No obstante, el reto radica en la operatividad del postulado y en una frase específica que deja lugar a la ambigüedad: "*Si tenemos la certeza de que alguien comete un acto de corrupción...*"
Esta condición limita, de facto, el alcance de la promesa. En la práctica política, es indispensable definir:
* ¿Qué criterios exactos se necesitarán para tener esa "certeza"?
* ¿Quién o quiénes conformarán el órgano encargado de definirla?
Por coherencia con la moral de un pueblo que lucha por una vida mejor, es obligación ineludible de la dirigencia nacional hacerse de todos los elementos que permitan determinar quién está fuera de la línea ética. El partido debe tener la capacidad de vetar a estos perfiles de cualquier cargo de representación o dirección, independientemente si existe o no una denuncia judicial de por medio, pues judicializar la conducta indebida es un proceso distinto que le corresponde exclusivamente a las autoridades legales.

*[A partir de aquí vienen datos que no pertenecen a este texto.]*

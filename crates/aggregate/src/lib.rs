//! Aggregation and reconciliation of trade datasets.
//!
//! This crate handles:
//! - Group rollups with total-preservation checks
//! - EU / rest-of-world reclassification
//! - Mirror flows (counterparty values beside reported values)
//! - Continent and sub-continent rollups
//! - Largest contributors per slice
//! - Reallocation of imports to the country of primary production

pub mod aggregator;
pub mod country_groups;
pub mod eu_row;
pub mod mirror;
pub mod ranking;
pub mod reallocate;

pub use aggregator::{reduce, AggFn, Aggregator};
pub use country_groups::CountryGroupAggregator;
pub use eu_row::{EuRowReclassifier, GroupingSide};
pub use mirror::{flip_element, MirrorJoin, MirrorReconciler};
pub use ranking::nlargest;
pub use reallocate::{Reallocation, ReallocationStep, Reallocator};
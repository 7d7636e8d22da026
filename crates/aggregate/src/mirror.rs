//! Mirror flows: the same movement as reported by the counterparty.
//!
//! A shadow copy of the input swaps reporter and partner and turns imports
//! into exports (and back). Joining the input to that shadow on every other
//! column puts the counterparty's value beside each reported value.

use biotrade_core::{columns, Anomaly, Dataset, Error, Outcome, Result, Value};
use serde::{Deserialize, Serialize};
use std::collections::HashMap;
use tracing::{debug, warn};

/// How unmatched shadow rows are treated.
#[derive(Debug, Clone, Copy, Default, PartialEq, Eq, Serialize, Deserialize)]
#[serde(rename_all = "snake_case")]
pub enum MirrorJoin {
    /// One output row per input row (more if the shadow has duplicate keys).
    #[default]
    Left,
    /// Also append flows known only from the counterparty, with a null `value`.
    Outer,
}

const PLACEHOLDER: &str = "\u{0}";

/// Swap the "import" and "export" tokens of an element name.
pub fn flip_element(element: &str) -> String {
    element
        .replace("import", PLACEHOLDER)
        .replace("export", "import")
        .replace(PLACEHOLDER, "export")
}

/// Attaches a `value_mirror` column.
#[derive(Debug, Clone, Default)]
pub struct MirrorReconciler {
    join: MirrorJoin,
}

impl MirrorReconciler {
    pub fn new(join: MirrorJoin) -> Self {
        Self { join }
    }

    /// Put each flow's mirror value beside it, excluding `flag`.
    pub fn attach_mirror_default(&self, dataset: &Dataset) -> Result<Outcome<Dataset>> {
        self.attach_mirror(dataset, &[columns::FLAG])
    }

    /// Join every row to its counterparty report.
    ///
    /// The key is every column except `value`, `element_code` and
    /// `drop_columns`. Rows without a counterparty get a null
    /// `value_mirror`. Duplicated shadow keys multiply the matching rows
    /// and are reported as an anomaly.
    pub fn attach_mirror(&self, dataset: &Dataset, drop_columns: &[&str]) -> Result<Outcome<Dataset>> {
        dataset.require_columns(&[columns::VALUE])?;
        if dataset.has_column(columns::VALUE_MIRROR) {
            return Err(Error::schema("dataset already has a value_mirror column"));
        }
        let pairs = swap_pairs(dataset)?;

        let key_idx: Vec<usize> = dataset
            .columns()
            .iter()
            .enumerate()
            .filter(|(_, c)| {
                let c = c.as_str();
                c != columns::VALUE && c != columns::ELEMENT_CODE && !drop_columns.contains(&c)
            })
            .map(|(i, _)| i)
            .collect();
        let value_idx = dataset.column_index(columns::VALUE)?;
        let element_idx = dataset.column_index(columns::ELEMENT).ok();

        // Shadow rows in input order, with their keys.
        let shadow: Vec<Vec<Value>> = dataset
            .raw_rows()
            .iter()
            .map(|row| {
                let mut swapped = row.clone();
                for &(a, b) in &pairs {
                    swapped.swap(a, b);
                }
                if let Some(e) = element_idx {
                    if let Some(name) = swapped[e].as_str() {
                        swapped[e] = Value::from(flip_element(name));
                    }
                }
                swapped
            })
            .collect();
        let key_of = |row: &[Value]| -> Vec<Value> { key_idx.iter().map(|&i| row[i].clone()).collect() };

        let mut lookup: HashMap<Vec<Value>, Vec<usize>> = HashMap::new();
        for (pos, row) in shadow.iter().enumerate() {
            lookup.entry(key_of(row.as_slice())).or_default().push(pos);
        }

        let mut outcome = Outcome::new(Dataset::default());
        let duplicates = lookup.values().filter(|p| p.len() > 1).count();
        if duplicates > 0 {
            let key_columns: Vec<String> = key_idx.iter().map(|&i| dataset.columns()[i].clone()).collect();
            warn!(
                duplicates,
                columns = ?key_columns,
                "mirror join key is not unique, matching rows are multiplied"
            );
            outcome.push(Anomaly::DuplicateKeys {
                columns: key_columns,
                duplicates,
            });
        }

        let mut out_columns: Vec<&str> = dataset.columns().iter().map(String::as_str).collect();
        out_columns.push(columns::VALUE_MIRROR);
        let mut out = Dataset::new(out_columns)?;

        let mut matched = vec![false; shadow.len()];
        let mut unmatched = 0usize;
        for row in dataset.raw_rows() {
            match lookup.get(&key_of(row.as_slice())) {
                Some(hits) => {
                    for &s in hits {
                        matched[s] = true;
                        let mut joined = row.clone();
                        joined.push(shadow[s][value_idx].clone());
                        out.push_row(joined)?;
                    }
                }
                None => {
                    unmatched += 1;
                    let mut joined = row.clone();
                    joined.push(Value::Null);
                    out.push_row(joined)?;
                }
            }
        }

        if self.join == MirrorJoin::Outer {
            for (s, row) in shadow.iter().enumerate() {
                if matched[s] {
                    continue;
                }
                let mut extra = vec![Value::Null; row.len()];
                for &i in &key_idx {
                    extra[i] = row[i].clone();
                }
                extra.push(row[value_idx].clone());
                out.push_row(extra)?;
            }
        }

        debug!(
            rows = out.len(),
            without_mirror = unmatched,
            join = ?self.join,
            "attached mirror values"
        );
        outcome.value = out;
        Ok(outcome)
    }
}

/// Column positions swapped between reporter and partner.
fn swap_pairs(dataset: &Dataset) -> Result<Vec<(usize, usize)>> {
    let mut pairs = Vec::new();
    for (a, b) in [
        (columns::REPORTER, columns::PARTNER),
        (columns::REPORTER_CODE, columns::PARTNER_CODE),
    ] {
        match (dataset.has_column(a), dataset.has_column(b)) {
            (true, true) => pairs.push((dataset.column_index(a)?, dataset.column_index(b)?)),
            (false, false) => {}
            (true, false) => return Err(Error::missing_column(b, dataset.columns())),
            (false, true) => return Err(Error::missing_column(a, dataset.columns())),
        }
    }
    if pairs.is_empty() {
        return Err(Error::missing_column(columns::PARTNER, dataset.columns()));
    }
    Ok(pairs)
}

Más allá de la maquinaria electoral: el papel de las bases
Aun reconociendo el avance discursivo, existe una deficiencia estructural que debe subsanarse como parte del fortalecimiento de MORENA: **hay que darle vida organizada a las y los simpatizantes**.
El partido no puede permitirse seguir estructurado únicamente bajo una visión electoral. Para consolidar el proyecto de nación que derrotó al régimen neoliberal, necesita operar como una fuerza política viva. Esto implica:
* Organizarlo en cada barrio, colonia, fraccionamiento, núcleo rural, etc., para que sea esa estructura la que tenga facultad de decisión y capacidad de movilización en defensa del proyecto y de la patria. "El horno no está para bollos."

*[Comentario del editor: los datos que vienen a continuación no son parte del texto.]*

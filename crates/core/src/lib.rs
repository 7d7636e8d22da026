//! Core types and configuration for the biotrade system.
//!
//! This crate provides shared types used across all other crates:
//! - Tabular datasets, rows and scalar values
//! - Trade flow and production records
//! - Configuration structures and reference tables
//! - Common error and anomaly types

pub mod anomaly;
pub mod config;
pub mod dataset;
pub mod error;
pub mod logging;
pub mod reference;
pub mod types;

pub use anomaly::{Anomaly, Outcome};
pub use config::Config;
pub use dataset::{Dataset, Group, JoinKind, RowRef};
pub use error::{Error, Result};
pub use reference::ReferenceTables;
pub use types::*;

* **Otorgar voz y voto real** en la toma de decisiones internas.
* **Involucrar a las bases** en la determinación de sus dirigentes y representantes populares.
Mientras las afiliadas y los afiliados sigan siendo marginados en la operatividad del partido, MORENA correrá un serio riesgo de existencia a largo plazo. El golpe de timón se ha anunciado en el micrófono; el verdadero desafío será institucionalizar en la práctica.